Like previous epidemic and pandemic diseases, 2009 pandemic influenza A (H1N1) may pose an increased risk of severe illness in pregnant women. To see if there were clinical experiences that matched this assumption a Californian investigation by their Department of Health reviewed demographic and clinical data reported from April 23 through August 11, 2009, for all H1N1-infected, reproductive-age women who were hospitalised or died. These included non-pregnant women, pregnant women, and postpartum women (those who had delivered ≤2 weeks previously).
A total of 10% of the 1088 patients who were hospitalised with or died from 2009 H1N1 influenza, as reported to the California Department of Public Health (CDPH), were pregnant, the rate of hospitalisation among pregnant women was approximately four times the rate in the general population.
Defining Inclusion Criteria
A review of all pregnant, postpartum, and non-pregnant case patients of reproductive age (15 to 44 years of age) was performed. Pregnant patients were those who were pregnant at the time of onset of influenza symptoms. Postpartum patients were those with an onset of influenza symptoms during the first 2 weeks after delivery. For pregnant and postpartum patients who were admitted to an intensive care unit (ICU) while ill, an obstetrician–gynaecologist from the research team contacted health care providers when possible to obtain additional detailed information about complications during delivery and the course of the maternal illness.
From April 23 through August 11, 2009, data were reported for 94 pregnant women, 8 postpartum women, and 137 non-pregnant women of reproductive age who were hospitalised with or died from 2009 H1N1 influenza, for a total of 239 women in this age group.

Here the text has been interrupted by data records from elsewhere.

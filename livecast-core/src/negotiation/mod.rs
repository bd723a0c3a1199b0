//! Session negotiation pipeline
//!
//! Capability exchange, transport creation and connection, then production.
//! Each phase is gated on the acknowledgment of the previous one.

pub mod device;
pub mod producer;
pub mod rtp;
pub mod transport;

pub use device::{CapabilityNegotiator, Device};
pub use producer::{Producer, ProducerController};
pub use transport::{
    SendTransport, TransportEvent, TransportFailure, TransportManager, TransportState,
};
//! Signaling channel to the media-routing server
//!
//! Named events with JSON payloads, plus request/acknowledgment round trips
//! correlated through a pending-request table.

mod channel;
mod message;
mod pending;
mod websocket;

pub use channel::{ChannelLink, ChannelState, SignalingChannel, DEFAULT_REQUEST_TIMEOUT};
pub use message::{events, is_empty_reply, reply_error, Envelope, RequestId};
pub use pending::{PendingGuard, PendingRequests};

Dates of symptom onset ranged from April 3 to August 5, 2009. In all, 41 local health jurisdictions accounting for 96% of the population of California reported cases to the CDPH: 19 jurisdictions accounting for 79% of the population reported pregnant and postpartum cases, and 27 jurisdictions accounting for 86% of the population reported non pregnant cases.

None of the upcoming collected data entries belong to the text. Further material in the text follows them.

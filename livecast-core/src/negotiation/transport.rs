//! Send transport lifecycle
//!
//! A transport is created by a server round trip, then connected lazily on the
//! first production attempt. Its legal orderings are encoded in
//! [`TransportState::apply`]; the [`TransportManager`] bridges each phase to a
//! signaling round trip and reports the verdict to the local backend.

use chrono::{DateTime, Utc};
use serde::Serialize;
use std::fmt;
use std::sync::Arc;
use tracing::{debug, info, instrument, warn};

use super::device::Device;
use super::producer::Producer;
use super::rtp::{DtlsParameters, RtpCapabilities, RtpParameters, TransportDescriptor};
use crate::media::{MediaKind, TransportBackend};
use crate::signaling::{events, is_empty_reply, reply_error, SignalingChannel};
use crate::status::{SessionStatus, StatusCell};
use crate::types::{ProducerId, TransportId};
use crate::{Error, Result};

/// Why a transport stopped being usable
#[derive(Debug, Clone, Copy, PartialEq, Eq)]
pub enum TransportFailure {
    Connection,
    Produce,
    Stream,
}

#[derive(Debug, Clone, Copy, PartialEq, Eq)]
pub enum TransportState {
    Created,
    Connecting,
    Connected,
    Producing,
    Live,
    Failed(TransportFailure),
}

/// Inputs to the transport state machine
#[derive(Debug, Clone, Copy, PartialEq, Eq)]
pub enum TransportEvent {
    ConnectRequested,
    ConnectAcked,
    ConnectFailed,
    ProduceRequested,
    ProduceAcked,
    ProduceFailed,
    AttachFailed,
}

impl TransportState {
    /// Next state for `event`, or `InvalidState` if the event is out of order.
    pub fn apply(self, event: TransportEvent) -> Result<Self> {
        use TransportEvent as E;
        use TransportState as S;

        let next = match (self, event) {
            (S::Created, E::ConnectRequested) => S::Connecting,
            (S::Connecting, E::ConnectAcked) => S::Connected,
            (S::Connecting, E::ConnectFailed) => S::Failed(TransportFailure::Connection),
            (S::Connected, E::ProduceRequested) => S::Producing,
            (S::Connected, E::AttachFailed) => S::Failed(TransportFailure::Stream),
            (S::Producing, E::ProduceAcked) => S::Live,
            (S::Producing, E::ProduceFailed) => S::Failed(TransportFailure::Produce),
            (state, event) => {
                return Err(Error::InvalidState(format!(
                    "transport cannot handle {event:?} while {state:?}"
                )))
            }
        };
        Ok(next)
    }

    #[must_use]
    pub const fn is_failed(self) -> bool {
        matches!(self, Self::Failed(_))
    }

    /// DTLS handshake acknowledged by the server
    #[must_use]
    pub const fn is_connected(self) -> bool {
        matches!(self, Self::Connected | Self::Producing | Self::Live)
    }
}

impl fmt::Display for TransportState {
    fn fmt(&self, f: &mut fmt::Formatter<'_>) -> fmt::Result {
        match self {
            Self::Failed(reason) => write!(f, "failed ({reason:?})"),
            other => write!(f, "{other:?}"),
        }
    }
}

/// One outbound media pipe
#[derive(Debug)]
pub struct SendTransport {
    descriptor: TransportDescriptor,
    state: TransportState,
    producer: Option<Producer>,
    created_at: DateTime<Utc>,
}

impl SendTransport {
    #[must_use]
    pub fn new(descriptor: TransportDescriptor) -> Self {
        Self {
            descriptor,
            state: TransportState::Created,
            producer: None,
            created_at: Utc::now(),
        }
    }

    #[must_use]
    pub const fn id(&self) -> &TransportId {
        &self.descriptor.id
    }

    #[must_use]
    pub const fn descriptor(&self) -> &TransportDescriptor {
        &self.descriptor
    }

    #[must_use]
    pub const fn state(&self) -> TransportState {
        self.state
    }

    #[must_use]
    pub const fn producer(&self) -> Option<&Producer> {
        self.producer.as_ref()
    }

    #[must_use]
    pub const fn created_at(&self) -> DateTime<Utc> {
        self.created_at
    }

    pub(crate) fn advance(&mut self, event: TransportEvent) -> Result<()> {
        let next = self.state.apply(event)?;
        debug!(transport_id = %self.id(), from = %self.state, to = %next, "Transport state changed");
        self.state = next;
        Ok(())
    }

    pub(crate) fn attach_producer(&mut self, producer: Producer) {
        self.producer = Some(producer);
    }
}

#[derive(Serialize)]
#[serde(rename_all = "camelCase")]
struct CreateTransportRequest<'a> {
    force_tcp: bool,
    rtp_capabilities: &'a RtpCapabilities,
}

#[derive(Serialize)]
#[serde(rename_all = "camelCase")]
struct ConnectTransportRequest<'a> {
    transport_id: &'a TransportId,
    dtls_parameters: &'a DtlsParameters,
}

#[derive(Serialize)]
#[serde(rename_all = "camelCase")]
struct ProduceRequest<'a> {
    transport_id: &'a TransportId,
    kind: MediaKind,
    rtp_parameters: &'a RtpParameters,
}

/// Creates send transports and drives their connect and produce phases
pub struct TransportManager {
    channel: Arc<SignalingChannel>,
    backend: Arc<dyn TransportBackend>,
    status: StatusCell,
    force_tcp: bool,
}

impl TransportManager {
    pub fn new(
        channel: Arc<SignalingChannel>,
        backend: Arc<dyn TransportBackend>,
        status: StatusCell,
        force_tcp: bool,
    ) -> Self {
        Self {
            channel,
            backend,
            status,
            force_tcp,
        }
    }

    #[must_use]
    pub fn backend(&self) -> &Arc<dyn TransportBackend> {
        &self.backend
    }

    /// Ask the server for a send transport matching the device capabilities.
    #[instrument(skip_all, fields(force_tcp = self.force_tcp))]
    pub async fn create_transport(&self, device: &Device) -> Result<SendTransport> {
        match self.request_transport(device).await {
            Ok(descriptor) => {
                info!(
                    transport_id = %descriptor.id,
                    candidates = descriptor.ice_candidates.len(),
                    "Send transport created"
                );
                Ok(SendTransport::new(descriptor))
            }
            Err(e) => {
                warn!(error = %e, "Transport creation failed");
                self.record_failure(SessionStatus::TransportCreationFailed, &e);
                Err(e)
            }
        }
    }

    async fn request_transport(&self, device: &Device) -> Result<TransportDescriptor> {
        let payload = serde_json::to_value(CreateTransportRequest {
            force_tcp: self.force_tcp,
            rtp_capabilities: device.rtp_capabilities(),
        })?;

        let reply = self
            .channel
            .request(events::CREATE_WEBRTC_TRANSPORT, payload)
            .await?;

        if is_empty_reply(&reply) {
            return Err(Error::TransportCreation(
                "server returned no transport".to_string(),
            ));
        }
        if let Some(error) = reply_error(&reply) {
            return Err(Error::TransportCreation(error));
        }

        serde_json::from_value(reply)
            .map_err(|e| Error::TransportCreation(format!("malformed transport descriptor: {e}")))
    }

    /// DTLS handshake: forward local parameters and wait for the server's verdict.
    #[instrument(skip_all, fields(transport_id = %transport.id()))]
    pub async fn connect(&self, transport: &mut SendTransport) -> Result<()> {
        transport.advance(TransportEvent::ConnectRequested)?;
        self.status.transition(SessionStatus::TransportConnecting)?;

        let id = transport.id().clone();
        match self.connect_round_trip(transport.descriptor()).await {
            Ok(()) => {
                transport.advance(TransportEvent::ConnectAcked)?;
                self.backend.on_connected(&id);
                self.status.transition(SessionStatus::TransportConnected)?;
                info!("Transport connected");
                Ok(())
            }
            Err(e) => {
                transport.advance(TransportEvent::ConnectFailed)?;
                self.backend.on_connect_failed(&id, &e.to_string());
                warn!(error = %e, "Transport connection failed");
                self.record_failure(SessionStatus::TransportConnectionFailed, &e);
                Err(e)
            }
        }
    }

    async fn connect_round_trip(&self, descriptor: &TransportDescriptor) -> Result<()> {
        let dtls_parameters = self
            .backend
            .local_dtls_parameters(descriptor)
            .await
            .map_err(|e| Error::TransportConnection(format!("no local DTLS parameters: {e}")))?;

        let payload = serde_json::to_value(ConnectTransportRequest {
            transport_id: &descriptor.id,
            dtls_parameters: &dtls_parameters,
        })?;

        let reply = self
            .channel
            .request(events::CONNECT_TRANSPORT, payload)
            .await?;

        match reply_error(&reply) {
            Some(error) => Err(Error::TransportConnection(error)),
            None => Ok(()),
        }
    }

    /// Ask the server to accept a production on a connected transport.
    #[instrument(skip_all, fields(transport_id = %transport.id(), kind = %kind))]
    pub async fn produce(
        &self,
        transport: &mut SendTransport,
        kind: MediaKind,
        rtp_parameters: &RtpParameters,
    ) -> Result<ProducerId> {
        transport.advance(TransportEvent::ProduceRequested)?;
        self.status.transition(SessionStatus::ProduceRequested)?;

        let id = transport.id().clone();
        match self.produce_round_trip(&id, kind, rtp_parameters).await {
            Ok(producer_id) => {
                transport.advance(TransportEvent::ProduceAcked)?;
                self.backend.on_produced(&id, &producer_id);
                self.status.transition(SessionStatus::Live)?;
                info!(producer_id = %producer_id, "Producer accepted");
                Ok(producer_id)
            }
            Err(e) => {
                transport.advance(TransportEvent::ProduceFailed)?;
                self.backend.on_produce_failed(&id, &e.to_string());
                warn!(error = %e, "Produce request failed");
                self.record_failure(SessionStatus::ProduceFailed, &e);
                Err(e)
            }
        }
    }

    async fn produce_round_trip(
        &self,
        transport_id: &TransportId,
        kind: MediaKind,
        rtp_parameters: &RtpParameters,
    ) -> Result<ProducerId> {
        let payload = serde_json::to_value(ProduceRequest {
            transport_id,
            kind,
            rtp_parameters,
        })?;

        let reply = self.channel.request(events::PRODUCE, payload).await?;

        if let Some(error) = reply_error(&reply) {
            return Err(Error::Produce(error));
        }
        reply
            .get("id")
            .and_then(|id| id.as_str())
            .filter(|id| !id.is_empty())
            .map(ProducerId::from)
            .ok_or_else(|| Error::Produce("server reply carries no producer id".to_string()))
    }

    /// Publish the failure status for `error`, unless the session was torn down.
    ///
    /// Errors that name their own step keep it; signaling errors such as a
    /// timeout take the status of the step that observed them.
    pub(crate) fn record_failure(&self, step: SessionStatus, error: &Error) {
        if matches!(error, Error::Cancelled) {
            debug!(status = ?step, "Step cancelled, status left untouched");
            return;
        }
        let status = error.failure_status().unwrap_or(step);
        if let Err(e) = self.status.transition(status) {
            debug!(status = ?status, error = %e, "Could not publish failure status");
        }
    }
}

#[cfg(test)]
mod tests {
    use super::*;
    use TransportEvent as E;
    use TransportState as S;

    fn run(events: &[TransportEvent]) -> Result<TransportState> {
        events
            .iter()
            .try_fold(S::Created, |state, event| state.apply(*event))
    }

    #[test]
    fn test_happy_path() {
        let state = run(&[
            E::ConnectRequested,
            E::ConnectAcked,
            E::ProduceRequested,
            E::ProduceAcked,
        ])
        .unwrap();
        assert_eq!(state, S::Live);
        assert!(state.is_connected());
    }

    #[test]
    fn test_produce_requires_connect_ack() {
        assert!(run(&[E::ProduceRequested]).is_err());
        assert!(run(&[E::ConnectRequested, E::ProduceRequested]).is_err());
    }

    #[test]
    fn test_connect_runs_once() {
        assert!(run(&[E::ConnectRequested, E::ConnectAcked, E::ConnectRequested]).is_err());
    }

    #[test]
    fn test_failures_are_terminal() {
        let failed = run(&[E::ConnectRequested, E::ConnectFailed]).unwrap();
        assert_eq!(failed, S::Failed(TransportFailure::Connection));
        assert!(failed.is_failed());
        for event in [
            E::ConnectRequested,
            E::ConnectAcked,
            E::ProduceRequested,
            E::ProduceAcked,
            E::AttachFailed,
        ] {
            assert!(failed.apply(event).is_err(), "{event:?} left a failed transport");
        }

        let rejected = run(&[
            E::ConnectRequested,
            E::ConnectAcked,
            E::ProduceRequested,
            E::ProduceFailed,
        ])
        .unwrap();
        assert_eq!(rejected, S::Failed(TransportFailure::Produce));
    }

    #[test]
    fn test_attach_failure_only_from_connected() {
        assert_eq!(
            run(&[E::ConnectRequested, E::ConnectAcked, E::AttachFailed]).unwrap(),
            S::Failed(TransportFailure::Stream)
        );
        assert!(run(&[E::AttachFailed]).is_err());
    }

    #[test]
    fn test_second_produce_rejected() {
        let live = run(&[
            E::ConnectRequested,
            E::ConnectAcked,
            E::ProduceRequested,
            E::ProduceAcked,
        ])
        .unwrap();
        assert!(live.apply(E::ProduceRequested).is_err());
    }
}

Of the 94 pregnant patients, 5 (5%) were in the first trimester, 35 (37%) were in the second trimester, and 54 (57%) were in the third trimester. There were two spontaneous abortions and 35 deliveries: 3 in the second trimester (range, 25 to 28 weeks’ gestation) and 32 in the third trimester. Two women delivered twins. Approximately one third (32 of 93 [34%]) had established risk factors for complications from influenza other than pregnancy.
As compared with early antiviral treatment (administered ≤2 days after symptom onset) in pregnant women, later treatment was associated with admission to an intensive care unit (ICU) or death (relative risk, 4.3). In all, 18 pregnant women and 4 postpartum women (total, 22 of 102 [22%]) required intensive care, and 8 (8%) died. Six deliveries occurred in the ICU, including four emergency cesarean deliveries. The 2009 H1N1 influenza–specific maternal mortality ratio (the number of maternal deaths per 100,000 live births) was 4.3.

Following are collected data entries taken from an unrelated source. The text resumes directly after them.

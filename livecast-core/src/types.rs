//! Identifier newtypes shared by the negotiation pipeline

use serde::{Deserialize, Serialize};
use std::fmt;

macro_rules! string_id {
    ($(#[$meta:meta])* $name:ident) => {
        $(#[$meta])*
        #[derive(Debug, Clone, PartialEq, Eq, Hash, Serialize, Deserialize)]
        #[serde(transparent)]
        pub struct $name(String);

        impl $name {
            pub fn new(id: impl Into<String>) -> Self {
                Self(id.into())
            }

            #[must_use]
            pub fn as_str(&self) -> &str {
                &self.0
            }
        }

        impl fmt::Display for $name {
            fn fmt(&self, f: &mut fmt::Formatter<'_>) -> fmt::Result {
                write!(f, "{}", self.0)
            }
        }

        impl From<String> for $name {
            fn from(s: String) -> Self {
                Self(s)
            }
        }

        impl From<&str> for $name {
            fn from(s: &str) -> Self {
                Self(s.to_string())
            }
        }
    };
}

string_id!(
    /// Server-issued identifier of a send transport
    TransportId
);

string_id!(
    /// Server-issued identifier of an accepted producer
    ProducerId
);

string_id!(
    /// Identifier of a locally captured media track
    TrackId
);

/// Identifier of one client session, used to correlate log lines
#[derive(Debug, Clone, PartialEq, Eq, Hash, Serialize, Deserialize)]
pub struct SessionId(String);

impl SessionId {
    #[must_use]
    pub fn new() -> Self {
        Self(nanoid::nanoid!(12))
    }

    #[must_use]
    pub fn as_str(&self) -> &str {
        &self.0
    }
}

impl Default for SessionId {
    fn default() -> Self {
        Self::new()
    }
}

impl fmt::Display for SessionId {
    fn fmt(&self, f: &mut fmt::Formatter<'_>) -> fmt::Result {
        write!(f, "{}", self.0)
    }
}

#[cfg(test)]
mod tests {
    use super::*;

    #[test]
    fn test_transport_id_serializes_as_plain_string() {
        let id = TransportId::from("t-1");
        assert_eq!(serde_json::to_string(&id).unwrap(), "\"t-1\"");
        assert_eq!(id.to_string(), "t-1");
    }

    #[test]
    fn test_session_ids_are_unique() {
        let a = SessionId::new();
        let b = SessionId::new();
        assert_eq!(a.as_str().len(), 12);
        assert_ne!(a, b);
    }
}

2009 H1N1 influenza can cause severe illness and death in pregnant and postpartum women; regardless of the results of rapid antigen testing, prompt evaluation and antiviral treatment of influenza-like illness should be considered in such women. The high cause-specific maternal mortality rate suggests that 2009 H1N1 influenza may increase the 2009 maternal mortality ratio in the United States.
The risks linked to pregnancy are attached to altered innate immune responses that are adjusted by the mother to prevent rejection of foreign DNA from the father. The consequence of this, as in most influenza virus assaults, is that pregnant women are immunologically more vulnerable. In summary a variety of cardiac, respiratory, hormonal, and immunologic changes that occur during pregnancy may contribute to the increased risk of influenza-related morbidity and mortality among pregnant women.
The paper has elements of data collection that may require further evaluation, as time and financial constraints as well as medical pressure may contribute to either under or over reporting of H1N1 and pregnancy and post partum infection.
The role of natural agents to support the innate immune system may be considered, but should exclude herbs, because of the risk of complications. The mucosal immune support programme can be viewed as a practical approach to supporting innate immune defences to limit the risk of viral invasion.
The use of vaccination remains a controversial area in the non medical fraternity, and even in the medical community there has been considerable reluctance to explore mass vaccination. Vaccination in the pregnant women makes basic immunological sense, but may not yet meet the level of safety assurances that will make pregnant women willing to receive a relatively untested vaccine. If this is the case the use of natural agents, may make a suitable choice to allow the mothers to be to feel they are contributing to their innate immune systems natural defences, with a very good risk to benefit ratio. In addition the judicious use of effective masks when travelling or in the company of infected people will also greatly reduce – by up to 90% the chance of infection.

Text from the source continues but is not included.